On June 24, 2015, the Government filed a two-count Indictment [ECF No. 1], charging the Defendant with being a convicted felon in possession of a firearm, in violation of 18 U.S.C. § 922(g)(1). Counts 1 and 2 allege that the Defendant possessed a firearm on two separate dates; Count 1 applies to conduct that occurred on or about February 26, 2015 and Count 2 applies to conduct that occurred on or about April 1, 2015. In each count, the Government also charged the Defendant under the Armed Career Criminal Act (ACCA), 18 U.S.C. § 924(e), which provides, in relevant part: "[i]n the case of a person who violates section 922(g) of this title and has three previous convictions . . . for a violent felony or a serious drug offense, or both, committed on occasions different from one another, such person shall be fined under this title and imprisoned not less than fifteen years." Both counts of the Indictment included the following predicate offenses for an enhanced punishment under § 924(e):

On or about October 10, 1997, Jeremy Handshoe was convicted and sentenced in the Noble County Circuit Court, Albion, Indiana, in Cause No. 57C01-9705-CF-000054, of Burglary, a Class C Felony; and

On or about December 14, 1998, Jeremy Handshoe was convicted and sentenced in the Noble County Circuit Court, Albion, Indiana, in Cause No. 57C01-9907-CF-000047, of Burglary, a Class C Felony; and

On or about May 17, 2007, Jeremy Handshoe was convicted and sentenced in the Noble County Circuit Court, Albion, Indiana, in Cause No. 57C01-0603-FC-000017, of Burglary, a Class C Felony.
(Indictment 1-2, ECF No. 1.)

On July 7, 2016, the Defendant filed a Motion to Dismiss 18 U.S.C. § 924(e) Allegations Contained in Count 1 and Count 2 [ECF No. 44], arguing that in light of Mathis v. United States, 136 S. Ct. 2243 (2016), the Defendant's three burglary convictions cannot serve as ACCA predicate offenses. On July 21, 2016, the Government filed its Response [ECF No. 46]. On July 26, 2016, the Defendant filed his Reply [ECF No. 47]. With this matter fully briefed, the Court grants the Defendant's Motion to Dismiss.

STANDARD OF REVIEW

To be sufficient, an indictment must "be a plain, concise, and definite written statement of the essential facts constituting the offense charged." Fed. R. Crim. P. 7(c)(1). It must also cite to the applicable statute. Id. The Seventh Circuit has stated that an indictment "must fulfill three distinct functions. First, the indictment must state all of the elements of the crime charged; second, it must adequately apprise the defendant of the nature of the charges so that he may prepare a defense; and third, it must allow the defendant to plead the judgment as a bar to any future prosecutions for the same offense." United States v. Smith, 230 F.3d 300, 305 (7th Cir. 2000).

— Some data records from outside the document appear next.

use crate::camera_config::{CameraConfig, CameraId};
use crate::config_loader::MasterConfig;
use crate::errors::AppError;
use anyhow::{Result, bail};
use log::{info, debug};
use std::collections::BTreeMap;
use std::time::Instant;

/// Read-only view of the configured cameras. The engine never mutates it.
#[derive(Debug, Clone, Default)]
pub struct CameraManager {
    cameras: BTreeMap<CameraId, CameraConfig>,
}

impl CameraManager {
    pub fn new(master_config: &MasterConfig) -> Result<Self> {
        Self::from_cameras(master_config.cameras.iter().cloned())
    }

    pub fn from_cameras(configs: impl IntoIterator<Item = CameraConfig>) -> Result<Self> {
        debug!("🛠️ Initializing CameraManager...");
        let start_time = Instant::now();
        let mut cameras = BTreeMap::new();
        for (idx, cam_config) in configs.into_iter().enumerate() {
            debug!(
                "  Processing camera config #{}: {} (id {})",
                idx + 1,
                cam_config.name,
                cam_config.id
            );
            if cameras.contains_key(&cam_config.id) {
                bail!("❌ Duplicate camera id found in configuration: {}", cam_config.id);
            }
            cameras.insert(cam_config.id, cam_config);
        }
        info!(
            "✅ CameraManager initialized with {} cameras in {:?}.",
            cameras.len(),
            start_time.elapsed()
        );
        Ok(CameraManager { cameras })
    }

    pub fn get_camera(&self, camera_id: CameraId) -> Result<&CameraConfig, AppError> {
        self.cameras
            .get(&camera_id)
            .ok_or_else(|| AppError::NotFound(format!("camera {}", camera_id)))
    }

    pub fn get_all_cameras(&self) -> Vec<CameraConfig> {
        self.cameras.values().cloned().collect()
    }

    pub fn enabled_cameras(&self) -> Vec<CameraConfig> {
        self.cameras.values().filter(|c| c.enabled).cloned().collect()
    }

    pub fn get_cameras_by_ids(&self, ids: &[CameraId]) -> Vec<CameraConfig> {
        debug!("📷 Retrieving cameras by ids: {:?}", ids);
        let mut result = Vec::new();
        for id in ids {
            match self.cameras.get(id) {
                Some(cam) => result.push(cam.clone()),
                None => debug!("  Camera not found: {}", id),
            }
        }
        result
    }

    pub fn len(&self) -> usize {
        self.cameras.len()
    }

    pub fn is_empty(&self) -> bool {
        self.cameras.is_empty()
    }
}

// Helper to parse comma-separated camera ids from CLI
pub fn parse_camera_ids_arg(ids_str_opt: Option<&String>) -> Result<Option<Vec<CameraId>>> {
    debug!("📝 Parsing camera ids argument: {:?}", ids_str_opt);
    let Some(ids_str) = ids_str_opt else {
        return Ok(None);
    };
    let mut ids = Vec::new();
    for part in ids_str.split(',').map(str::trim).filter(|s| !s.is_empty()) {
        match part.parse::<CameraId>() {
            Ok(id) => ids.push(id),
            Err(_) => bail!("❌ '{}' is not a valid camera id", part),
        }
    }
    Ok(Some(ids))
}
use serde::Deserialize;

pub type CameraId = u32;

/// One entry of the camera listing. The engine only ever reads these.
#[derive(Debug, Deserialize, Clone, PartialEq)]
pub struct CameraConfig {
    pub id: CameraId,
    pub name: String,
    pub source_url: String, // e.g. rtsp://10.0.0.5:554/stream1 or http://10.0.0.5/snapshot.jpg
    #[serde(default = "default_enabled")]
    pub enabled: bool,
}

fn default_enabled() -> bool {
    true
}
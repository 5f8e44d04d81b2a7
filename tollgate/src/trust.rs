use std::sync::Arc;

use aliri::{jwt, JwtRef};
use thiserror::Error;

use crate::{
    descriptor, identity::UnverifiedClaims, AuthorizationServerDescriptor, ConfigError,
    DiscoveryCache, IdentityContext, KeySetCache, VerifyError, VerifyOptions,
};

/// A token's issuer is not among the trusted authorization servers
#[derive(Clone, Debug, PartialEq, Eq, Error)]
#[error("issuer {actual} is not trusted; expected one of: {}", .expected.join(", "))]
pub struct UntrustedIssuer {
    /// Every issuer that is trusted
    pub expected: Vec<String>,
    /// The issuer named by the token
    pub actual: String,
}

#[derive(Debug)]
struct Inner {
    servers: Vec<AuthorizationServerDescriptor>,
    discovery: DiscoveryCache,
    key_sets: KeySetCache,
}

/// The authorization servers trusted for one protected resource
///
/// The set of servers is fixed at construction. Key sets are created as
/// tokens from each server are verified and are kept for the life of the
/// policy.
#[derive(Clone, Debug)]
#[must_use]
pub struct TrustPolicy {
    inner: Arc<Inner>,
}

impl TrustPolicy {
    pub(crate) fn new(
        resource: &str,
        servers: Vec<AuthorizationServerDescriptor>,
        discovery: DiscoveryCache,
        key_sets: KeySetCache,
    ) -> Result<Self, ConfigError> {
        if servers.is_empty() {
            return Err(ConfigError::NoAuthorizationServers {
                resource: resource.to_owned(),
            });
        }
        descriptor::ensure_unique_issuers(resource, &servers)?;

        Ok(Self {
            inner: Arc::new(Inner {
                servers,
                discovery,
                key_sets,
            }),
        })
    }

    /// The trusted authorization servers
    pub fn authorization_servers(&self) -> &[AuthorizationServerDescriptor] {
        &self.inner.servers
    }

    /// The key sets created by this policy
    pub fn key_sets(&self) -> &KeySetCache {
        &self.inner.key_sets
    }

    /// Finds the trusted server with exactly the given issuer
    ///
    /// No metadata is fetched to answer this.
    pub fn validate_issuer_trusted(
        &self,
        issuer: &str,
    ) -> Result<&AuthorizationServerDescriptor, UntrustedIssuer> {
        self.inner
            .servers
            .iter()
            .find(|s| s.issuer() == issuer)
            .ok_or_else(|| UntrustedIssuer {
                expected: self
                    .inner
                    .servers
                    .iter()
                    .map(|s| s.issuer().to_owned())
                    .collect(),
                actual: issuer.to_owned(),
            })
    }

    /// Produces a function that verifies tokens against this policy
    pub fn verification_fn(&self, options: VerifyOptions) -> VerificationFn {
        VerificationFn {
            policy: self.clone(),
            options,
        }
    }
}

/// Verifies bearer tokens against a [`TrustPolicy`]
#[derive(Clone, Debug)]
#[must_use]
pub struct VerificationFn {
    policy: TrustPolicy,
    options: VerifyOptions,
}

impl VerificationFn {
    /// Verifies a token and describes its bearer
    ///
    /// The issuer is read from the token before anything else, so that no
    /// metadata or keys are fetched for servers that are not trusted.
    pub async fn verify(&self, token: &JwtRef) -> Result<IdentityContext, VerifyError> {
        let UnverifiedClaims { issuer, claims } = UnverifiedClaims::peek(token)?;

        let server = self.policy.validate_issuer_trusted(&issuer)?;

        let metadata = self.policy.inner.discovery.resolve(server).await?;

        let Some(jwks_uri) = metadata.jwks_uri.as_deref() else {
            tracing::error!(
                issuer = %issuer,
                "trusted authorization server does not publish a JWKS URI"
            );
            return Err(VerifyError::MissingJwksUri { issuer });
        };

        let key_set = self.policy.inner.key_sets.key_source(jwks_uri);

        let validator = self.options.validator(&issuer);
        match key_set.verify::<jwt::BasicClaims>(token, &validator).await {
            Ok(_) => {}
            Err(err @ VerifyError::Unexpected(_)) => {
                let error: &dyn std::error::Error = &err;
                tracing::error!(error, issuer = %issuer, "unexpected failure verifying token");
                return Err(err);
            }
            Err(err) => return Err(err),
        }

        Ok(IdentityContext::from_claims(token.to_owned(), issuer, claims))
    }
}

#[cfg(test)]
mod tests {
    use std::time::Duration;

    use color_eyre::Result;
    use reqwest::Client;
    use serde_json::json;
    use wiremock::{
        matchers::{method, path},
        Mock, MockServer, ResponseTemplate,
    };

    use super::*;
    use crate::{metadata::ServerKind, test, DiscoveryError, ServerMetadata};

    fn resolved(issuer: &str, jwks_uri: Option<&str>) -> AuthorizationServerDescriptor {
        AuthorizationServerDescriptor::Resolved {
            kind: ServerKind::Oauth,
            metadata: Arc::new(
                ServerMetadata::parse(ServerKind::Oauth, &test::metadata_json(issuer, jwks_uri))
                    .unwrap(),
            ),
        }
    }

    fn policy(servers: Vec<AuthorizationServerDescriptor>) -> TrustPolicy {
        TrustPolicy::new(
            "https://api.example.com",
            servers,
            DiscoveryCache::with_client(Client::new()),
            KeySetCache::with_client(Client::new()),
        )
        .unwrap()
    }

    async fn serve_jwks(server: &MockServer, route: &str, expected_calls: u64) {
        Mock::given(method("GET"))
            .and(path(route))
            .respond_with(ResponseTemplate::new(200).set_body_json(test::jwks_json(&[test::key("k1")])))
            .expect(expected_calls)
            .mount(server)
            .await;
    }

    #[test]
    fn untrusted_issuer_lists_every_trusted_issuer() {
        let policy = policy(vec![
            resolved("https://a.example", None),
            resolved("https://b.example", None),
        ]);

        let err = policy.validate_issuer_trusted("https://c.example").unwrap_err();
        assert_eq!(err.expected, vec!["https://a.example", "https://b.example"]);
        assert_eq!(err.actual, "https://c.example");
    }

    #[test]
    fn issuer_match_is_exact() {
        let policy = policy(vec![resolved("https://a.example", None)]);

        assert!(policy.validate_issuer_trusted("https://a.example").is_ok());
        assert!(policy.validate_issuer_trusted("https://a.example/").is_err());
    }

    #[test]
    fn rejects_duplicate_issuers() {
        let err = TrustPolicy::new(
            "https://api.example.com",
            vec![
                resolved("https://a.example", None),
                AuthorizationServerDescriptor::Discovery {
                    kind: ServerKind::Oidc,
                    issuer: "https://a.example".into(),
                },
            ],
            DiscoveryCache::with_client(Client::new()),
            KeySetCache::with_client(Client::new()),
        )
        .unwrap_err();

        assert!(matches!(err, ConfigError::DuplicateIssuer { .. }));
    }

    #[tokio::test]
    async fn verifies_token_from_trusted_issuer() -> Result<()> {
        let server = MockServer::start().await;
        serve_jwks(&server, "/a/jwks", 1).await;
        let issuer = "https://a.example";
        let policy = policy(vec![resolved(issuer, Some(&format!("{}/a/jwks", server.uri())))]);

        let mut claims = test::claims(issuer);
        claims["scope"] = json!("read write");
        claims["client_id"] = json!("cli");
        let token = test::mint(&test::key("k1"), claims);

        let verify = policy.verification_fn(VerifyOptions::new());
        let identity = verify.verify(&token).await?;

        assert_eq!(identity.issuer, issuer);
        assert_eq!(identity.subject.as_deref(), Some("user-1"));
        assert_eq!(identity.client_id.as_deref(), Some("cli"));
        assert_eq!(identity.scopes, vec!["read", "write"]);

        verify.verify(&token).await?;
        assert_eq!(policy.key_sets().len(), 1);
        Ok(())
    }

    #[tokio::test]
    async fn token_from_other_issuer_never_touches_key_sets() -> Result<()> {
        let server = MockServer::start().await;
        serve_jwks(&server, "/b/jwks", 0).await;
        let policy = policy(vec![resolved(
            "https://b.example",
            Some(&format!("{}/b/jwks", server.uri())),
        )]);

        let token = test::mint(&test::key("k1"), test::claims("https://a.example"));
        let err = policy
            .verification_fn(VerifyOptions::new())
            .verify(&token)
            .await
            .unwrap_err();

        match err {
            VerifyError::UntrustedIssuer(e) => {
                assert_eq!(e.actual, "https://a.example");
                assert_eq!(e.expected, vec!["https://b.example"]);
            }
            other => panic!("unexpected error: {other}"),
        }
        assert!(policy.key_sets().is_empty());
        Ok(())
    }

    #[tokio::test]
    async fn token_from_other_issuer_never_triggers_discovery() -> Result<()> {
        let server = MockServer::start().await;
        Mock::given(method("GET"))
            .respond_with(ResponseTemplate::new(500))
            .expect(0)
            .mount(&server)
            .await;
        let policy = policy(vec![AuthorizationServerDescriptor::Discovery {
            kind: ServerKind::Oauth,
            issuer: server.uri(),
        }]);

        let token = test::mint(&test::key("k1"), test::claims("https://a.example"));
        let err = policy
            .verification_fn(VerifyOptions::new())
            .verify(&token)
            .await
            .unwrap_err();

        assert!(matches!(err, VerifyError::UntrustedIssuer(_)));
        Ok(())
    }

    #[tokio::test]
    #[tracing_test::traced_test]
    async fn missing_jwks_uri_is_a_configuration_error() -> Result<()> {
        let policy = policy(vec![resolved("https://a.example", None)]);

        let token = test::mint(&test::key("k1"), test::claims("https://a.example"));
        let err = policy
            .verification_fn(VerifyOptions::new())
            .verify(&token)
            .await
            .unwrap_err();

        assert!(matches!(err, VerifyError::MissingJwksUri { .. }));
        assert!(logs_contain("does not publish a JWKS URI"));
        Ok(())
    }

    #[tokio::test]
    async fn expired_token_is_rejected() -> Result<()> {
        let server = MockServer::start().await;
        serve_jwks(&server, "/a/jwks", 1).await;
        let issuer = "https://a.example";
        let policy = policy(vec![resolved(issuer, Some(&format!("{}/a/jwks", server.uri())))]);

        let mut claims = test::claims(issuer);
        claims["exp"] = json!(test::now() - 120);
        let token = test::mint(&test::key("k1"), claims.clone());

        let err = policy
            .verification_fn(VerifyOptions::new())
            .verify(&token)
            .await
            .unwrap_err();
        assert!(matches!(err, VerifyError::Rejected(_)));

        let lenient = policy.verification_fn(VerifyOptions::new().with_leeway(Duration::from_secs(300)));
        lenient.verify(&token).await?;
        Ok(())
    }

    #[tokio::test]
    async fn disallowed_algorithm_is_rejected() -> Result<()> {
        let server = MockServer::start().await;
        serve_jwks(&server, "/a/jwks", 1).await;
        let issuer = "https://a.example";
        let policy = policy(vec![resolved(issuer, Some(&format!("{}/a/jwks", server.uri())))]);

        let token = test::mint(&test::key("k1"), test::claims(issuer));
        let err = policy
            .verification_fn(VerifyOptions::new().allow_algorithm(aliri::jwa::Algorithm::RS256))
            .verify(&token)
            .await
            .unwrap_err();

        assert!(matches!(err, VerifyError::Rejected(_)));
        Ok(())
    }

    #[tokio::test]
    async fn discovery_failure_is_surfaced() -> Result<()> {
        let server = MockServer::start().await;
        Mock::given(method("GET"))
            .and(path("/.well-known/oauth-authorization-server"))
            .respond_with(ResponseTemplate::new(404))
            .expect(1)
            .mount(&server)
            .await;
        let policy = policy(vec![AuthorizationServerDescriptor::Discovery {
            kind: ServerKind::Oauth,
            issuer: server.uri(),
        }]);

        let token = test::mint(&test::key("k1"), test::claims(&server.uri()));
        let err = policy
            .verification_fn(VerifyOptions::new())
            .verify(&token)
            .await
            .unwrap_err();

        assert!(matches!(err, VerifyError::Discovery(DiscoveryError::Status { .. })));
        Ok(())
    }
}
//! Authorizers for enforcing `tollgate` trust policies with `tower_http` and
//! other constructs in the ecosystem, including `axum`.
//!
//! See the `examples` folder in the repository for a working example using
//! an `axum` web server.
//!
//! ```no_run
//! use std::sync::Arc;
//!
//! use axum::{routing::get, Extension, Router};
//! use tollgate::{
//!     BearerAuth, BearerAuthOptions, IdentityContext, RegistryConfig, ScopeToken,
//!     VerifierRegistry,
//! };
//! use tollgate_tower::{BearerAuthorizer, WellKnownLayer};
//!
//! # async fn run() -> Result<(), Box<dyn std::error::Error>> {
//! let config = RegistryConfig::from_json(r#"{
//!     "protected_resources": [{
//!         "resource": "https://api.example.com/notes",
//!         "authorization_servers": [
//!             { "type": "oauth", "issuer": "https://idp.example.com" }
//!         ],
//!         "scopes_supported": ["notes:read"]
//!     }]
//! }"#)?;
//! let registry = Arc::new(VerifierRegistry::new(config)?);
//!
//! let authorizer = BearerAuthorizer::new(BearerAuth::from_shared(Arc::clone(&registry)))
//!     .with_terse_error_handler::<axum::body::Body>();
//!
//! let read_notes = authorizer.layer(
//!     BearerAuthOptions::new()
//!         .with_resource("https://api.example.com/notes")
//!         .require_scope(ScopeToken::from_static("notes:read"))
//!         .with_resource_metadata_url(
//!             "https://api.example.com/.well-known/oauth-protected-resource/notes",
//!         ),
//! );
//!
//! let app = Router::new()
//!     .route("/notes", get(list_notes).layer(read_notes))
//!     .layer(WellKnownLayer::new(registry));
//!
//! async fn list_notes(Extension(identity): Extension<IdentityContext>) -> String {
//!     format!("notes for {:?}", identity.subject)
//! }
//!
//! let listener = tokio::net::TcpListener::bind("127.0.0.1:8080").await?;
//! axum::serve(listener, app).await?;
//! # Ok(())
//! # }
//! ```

#![cfg_attr(docsrs, feature(doc_cfg))]
#![warn(
    missing_docs,
    unused_import_braces,
    unused_imports,
    unused_qualifications
)]
#![deny(
    missing_debug_implementations,
    trivial_casts,
    trivial_numeric_casts,
    unsafe_code,
    unused_must_use
)]

use std::fmt;
use std::marker::PhantomData;

mod authorizer;
pub mod util;
mod verify;
mod well_known;


pub use crate::authorizer::BearerAuthorizer;
pub use crate::verify::{IdentityReplaced, OnAuthFailure, VerifyBearer};
pub use crate::well_known::{WellKnown, WellKnownLayer};

/// Terse responders for authentication and authorization failures
///
/// Failure details are only included in the response body when the route
/// enables [`BearerAuthOptions::show_error_details`][tollgate::BearerAuthOptions::show_error_details].
pub struct TerseErrorHandler<ResBody> {
    _ty: PhantomData<fn() -> ResBody>,
}

impl<ResBody> TerseErrorHandler<ResBody> {
    /// Instantiates a new instance over a given body type
    #[inline]
    pub fn new() -> Self {
        Self { _ty: PhantomData }
    }
}

impl<ResBody> fmt::Debug for TerseErrorHandler<ResBody> {
    fn fmt(&self, f: &mut fmt::Formatter) -> fmt::Result {
        f.write_str("TerseErrorHandler")
    }
}

impl<ResBody> Default for TerseErrorHandler<ResBody> {
    #[inline]
    fn default() -> Self {
        Self { _ty: PhantomData }
    }
}

impl<ResBody> Clone for TerseErrorHandler<ResBody> {
    #[inline]
    fn clone(&self) -> Self {
        Self { _ty: PhantomData }
    }
}

impl<ResBody> Copy for TerseErrorHandler<ResBody> {}

/// Verbose responders for authentication and authorization failures
///
/// Failure details are always included in the response body.
pub struct VerboseErrorHandler<ResBody> {
    _ty: PhantomData<fn() -> ResBody>,
}

impl<ResBody> VerboseErrorHandler<ResBody> {
    /// Instantiates a new instance over a given body type
    #[inline]
    pub fn new() -> Self {
        Self { _ty: PhantomData }
    }
}

impl<ResBody> fmt::Debug for VerboseErrorHandler<ResBody> {
    fn fmt(&self, f: &mut fmt::Formatter) -> fmt::Result {
        f.write_str("VerboseErrorHandler")
    }
}

impl<ResBody> Default for VerboseErrorHandler<ResBody> {
    #[inline]
    fn default() -> Self {
        Self { _ty: PhantomData }
    }
}

impl<ResBody> Clone for VerboseErrorHandler<ResBody> {
    #[inline]
    fn clone(&self) -> Self {
        Self { _ty: PhantomData }
    }
}

impl<ResBody> Copy for VerboseErrorHandler<ResBody> {}
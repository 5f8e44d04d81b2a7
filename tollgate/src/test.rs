//! Helpers for minting tokens and standing up authorization server
//! documents in tests

use std::time::{SystemTime, UNIX_EPOCH};

use aliri::{jwa, jwk, jwt, Jwk, Jwt};
use aliri_base64::Base64Url;
use serde_json::{json, Value};

pub(crate) fn now() -> u64 {
    SystemTime::now()
        .duration_since(UNIX_EPOCH)
        .map(|d| d.as_secs())
        .unwrap_or_default()
}

fn hmac_key(kid: &str, secret: &str) -> Jwk {
    let mut raw = secret.as_bytes().to_vec();
    raw.resize(32, b'.');
    Jwk::from(jwa::Hmac::new(Base64Url::from_raw(raw)))
        .with_algorithm(jwa::Algorithm::HS256)
        .with_key_id(jwk::KeyId::new(kid.to_owned()))
}

/// A signing key for `kid`; the same `kid` always yields the same secret
pub(crate) fn key(kid: &str) -> Jwk {
    hmac_key(kid, &format!("secret for {kid}"))
}

/// A key with the same `kid` as [`key`] but a different secret
pub(crate) fn other_key(kid: &str) -> Jwk {
    hmac_key(kid, &format!("forged secret for {kid}"))
}

pub(crate) fn jwks_json(keys: &[Jwk]) -> Value {
    json!({ "keys": keys })
}

pub(crate) fn metadata_json(issuer: &str, jwks_uri: Option<&str>) -> Value {
    let mut document = json!({
        "issuer": issuer,
        "authorization_endpoint": format!("{issuer}/authorize"),
        "token_endpoint": format!("{issuer}/token"),
        "response_types_supported": ["code"],
        "code_challenge_methods_supported": ["S256"],
    });
    if let Some(jwks_uri) = jwks_uri {
        document["jwks_uri"] = Value::from(jwks_uri);
    }
    document
}

/// Claims for a token from `issuer` that expires in five minutes
pub(crate) fn claims(issuer: &str) -> Value {
    json!({
        "iss": issuer,
        "sub": "user-1",
        "exp": now() + 300,
    })
}

pub(crate) fn mint(key: &Jwk, claims: Value) -> Jwt {
    let headers = match key.key_id() {
        Some(kid) => jwt::BasicHeaders::with_key_id(jwa::Algorithm::HS256, kid.to_owned()),
        None => jwt::BasicHeaders::new(jwa::Algorithm::HS256),
    };
    Jwt::try_from_parts_with_signature(&headers, &claims, key).unwrap()
}
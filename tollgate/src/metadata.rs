//! Authorization server and protected resource metadata documents
//!
//! Documents are exchanged with `snake_case` field names, as defined by
//! [RFC 8414], [OpenID Connect Discovery 1.0][OIDC], and [RFC 9728].
//!
//!   [RFC 8414]: https://datatracker.ietf.org/doc/html/rfc8414
//!   [OIDC]: https://openid.net/specs/openid-connect-discovery-1_0.html
//!   [RFC 9728]: https://datatracker.ietf.org/doc/html/rfc9728

use std::fmt;

use serde::{Deserialize, Serialize};
use serde_json::{Map, Value};
use thiserror::Error;
use url::Url;

/// Well-known path of RFC 8414 authorization server metadata
pub const OAUTH_WELL_KNOWN: &str = "/.well-known/oauth-authorization-server";
const OIDC_WELL_KNOWN: &str = "/.well-known/openid-configuration";
const PROTECTED_RESOURCE_WELL_KNOWN: &str = "/.well-known/oauth-protected-resource";

/// The flavor of authorization server, which decides where its metadata is
/// published and which fields it must carry
#[derive(Clone, Copy, Debug, PartialEq, Eq, Hash, Serialize, Deserialize)]
#[serde(rename_all = "lowercase")]
pub enum ServerKind {
    /// An OAuth 2.0 authorization server ([RFC 8414])
    ///
    ///   [RFC 8414]: https://datatracker.ietf.org/doc/html/rfc8414
    Oauth,
    /// An OpenID Connect provider
    Oidc,
}

impl fmt::Display for ServerKind {
    fn fmt(&self, f: &mut fmt::Formatter<'_>) -> fmt::Result {
        match self {
            Self::Oauth => f.write_str("oauth"),
            Self::Oidc => f.write_str("oidc"),
        }
    }
}

/// Builds the well-known URL at which an issuer publishes its metadata
///
/// OAuth servers insert the well-known segment between the origin and the
/// issuer path. OpenID Connect providers append it to the issuer.
///
/// ```
/// use tollgate::{metadata::discovery_url, ServerKind};
///
/// let oauth = discovery_url(ServerKind::Oauth, "https://idp.example/tenant1").unwrap();
/// assert_eq!(
///     oauth.as_str(),
///     "https://idp.example/.well-known/oauth-authorization-server/tenant1"
/// );
///
/// let oidc = discovery_url(ServerKind::Oidc, "https://idp.example/tenant1").unwrap();
/// assert_eq!(
///     oidc.as_str(),
///     "https://idp.example/tenant1/.well-known/openid-configuration"
/// );
/// ```
pub fn discovery_url(kind: ServerKind, issuer: &str) -> Result<Url, url::ParseError> {
    match kind {
        ServerKind::Oauth => {
            let mut url = Url::parse(issuer)?;
            let path = url.path().trim_end_matches('/').to_owned();
            url.set_path(&format!("{OAUTH_WELL_KNOWN}{path}"));
            url.set_query(None);
            url.set_fragment(None);
            Ok(url)
        }
        ServerKind::Oidc => Url::parse(&format!(
            "{}{OIDC_WELL_KNOWN}",
            issuer.trim_end_matches('/')
        )),
    }
}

A defendant may allege that an indictment is defective for "failure to state an offense." Fed. R. Crim. P. 12(b)(3)(B)(v). "Challenging an indictment is not a means of testing the strength or weakness of the government's case, or the sufficiency of the government's evidence." United States v. Moore, 563 F.3d 583, 586 (7th Cir. 2009) (quoting United States v. Todd, 446 F.3d 1062, 1067 (10th Cir. 2006)). "To successfully challenge the sufficiency of an indictment, a defendant must demonstrate that the indictment did not satisfy one or more of the required elements and that he suffered prejudice from the alleged deficiency." United States v. Vaughn, 722 F.3d 918, 925 (7th Cir. 2013) (citing United States v. Dooley, 578 F.3d 582, 589-90 (7th Cir. 2009)). Ultimately, the question on a motion to dismiss is not whether the indictment alleges sufficient facts from which a jury could find guilt, but rather whether the government conceivably could produce such evidence at trial. United States v. Castor, 558 F.2d 379, 384 (7th Cir. 1977).

DISCUSSION

The Defendant argues that his burglary convictions are not violent felonies because Indiana burglary, Ind. Code § 35-43-2-1, is broader than the elements of generic burglary. Specifically, the Defendant asserts that the ability to commit burglary under section 35-43-2-1 by breaking or entering through a fence means it does not constitute generic burglary under the ACCA. In response, the Government contends that the Defendant's claim is meritless because section 35-43-2-1 matches generic burglary under the ACCA, as fences are fixed-in-place structures. Accordingly, the question before the Court is whether a fence is a "structure" that falls within the ACCA's generic burglary.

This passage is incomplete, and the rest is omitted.